The moon is new on Friday the 27th and becomes visible on the Sunday evening that follows. The slender crescent can then be found 13 degrees to the upper left of Jupiter. The moon is higher and easier to see on following nights. It will pass the bright star Regulus in Leo the Lion on Tuesday, July 1.

The brightest planet, Venus, appears briefly at dawn, low in the east-northeast. A telescope can reveal the planet’s gibbous phase.

A rocket launch may be visible in the western sky from Los Angeles early on the morning of Tuesday, July 1. NASA’s Orbiting Carbon Observatory is scheduled to lift off at 2:56 a.m., PDT from Vandenberg Air Force Base aboard a Delta II rocket. The launch can be monitored by watching the web coverage provided by NASA-TV and the United Launch Alliance. The launch window–the period of time in which the launch must occur–is only 30 seconds long.
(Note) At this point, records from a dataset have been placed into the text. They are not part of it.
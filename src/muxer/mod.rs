//! Merges separately fetched video and audio streams into one container.
//!
//! The video track is copied unmodified; the audio track is re-encoded to
//! AAC so the output plays everywhere. No full transcode ever happens here.

use crate::error::{Error, Result};
use crate::executor::Executor;
use crate::model::LocalArtifact;
use crate::utils;
use crate::utils::file_system;
use std::fmt;
use std::path::{Path, PathBuf};
use std::time::Duration;

/// Combines adaptive streams with ffmpeg.
///
/// The ffmpeg path is injected at construction; nothing here reads ambient
/// global state.
#[derive(Debug, Clone, PartialEq)]
pub struct Muxer {
    ffmpeg: PathBuf,
    timeout: Duration,
}

impl fmt::Display for Muxer {
    fn fmt(&self, f: &mut fmt::Formatter<'_>) -> fmt::Result {
        write!(f, "Muxer(ffmpeg = {:?})", self.ffmpeg)
    }
}

impl Muxer {
    /// Creates a muxer using the given ffmpeg executable.
    pub fn new(ffmpeg: impl Into<PathBuf>) -> Self {
        Self {
            ffmpeg: ffmpeg.into(),
            timeout: Duration::from_secs(300),
        }
    }

    /// Sets the timeout for the remux subprocess.
    pub fn with_timeout(mut self, timeout: Duration) -> Self {
        self.timeout = timeout;
        self
    }

    /// Merges the two input artifacts into a fresh output file.
    ///
    /// On success both inputs are deleted; their lifetime ends here. On
    /// failure they are left in place and the error propagates; the merge
    /// is never retried against the same inputs.
    ///
    /// # Errors
    ///
    /// Returns [`Error::Mux`] if the remux process reports an error.
    pub async fn mux(
        &self,
        video: &LocalArtifact,
        audio: &LocalArtifact,
        output: impl AsRef<Path>,
    ) -> Result<LocalArtifact> {
        tracing::debug!(
            video = ?video.path,
            audio = ?audio.path,
            output = ?output.as_ref(),
            "merging streams"
        );

        let args = combine_args(&video.path, &audio.path, output.as_ref())?;

        let executor = Executor {
            executable_path: self.ffmpeg.clone(),
            timeout: self.timeout,
            args,
        };

        executor.execute().await.map_err(as_mux_error)?;

        file_system::remove_temp_file(&video.path).await;
        file_system::remove_temp_file(&audio.path).await;

        Ok(LocalArtifact {
            path: output.as_ref().to_path_buf(),
            temporary: false,
        })
    }
}

/// Folds subprocess failures into [`Error::Mux`]. A remux failure is
/// terminal whether ffmpeg exited non-zero or hung until the timeout: the
/// inputs would not change on a retry.
fn as_mux_error(error: Error) -> Error {
    match error {
        Error::Command(message) => Error::Mux(message),
        Error::Timeout(duration) => Error::Mux(format!(
            "Remux process timed out after {duration:?}"
        )),
        other => other,
    }
}

/// The ffmpeg argument list: copy the video elementary stream, re-encode
/// audio to AAC, write a new container.
fn combine_args(video: &Path, audio: &Path, output: &Path) -> Result<Vec<String>> {
    let video = video
        .to_str()
        .ok_or(Error::Path("Invalid video path".to_string()))?;
    let audio = audio
        .to_str()
        .ok_or(Error::Path("Invalid audio path".to_string()))?;
    let output = output
        .to_str()
        .ok_or(Error::Path("Invalid output path".to_string()))?;

    Ok(utils::to_owned(vec![
        "-y", "-i", video, "-i", audio, "-c:v", "copy", "-c:a", "aac", output,
    ]))
}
Free views of the sun during the day and of the moon, planets, and other celestial objects at night are available to the public in clear weather through Griffith Observatory’s telescopes from Tuesday through Sunday before 9:30 p.m. Check our website for our schedule. The next public star party on the grounds of Griffith Observatory, hosted by the Los Angeles Astronomical Society, the Sidewalk Astronomers, and the Planetary Society, will take place on Saturday, July 5.

Additional sky information is available by following the Sky Report on Twitter.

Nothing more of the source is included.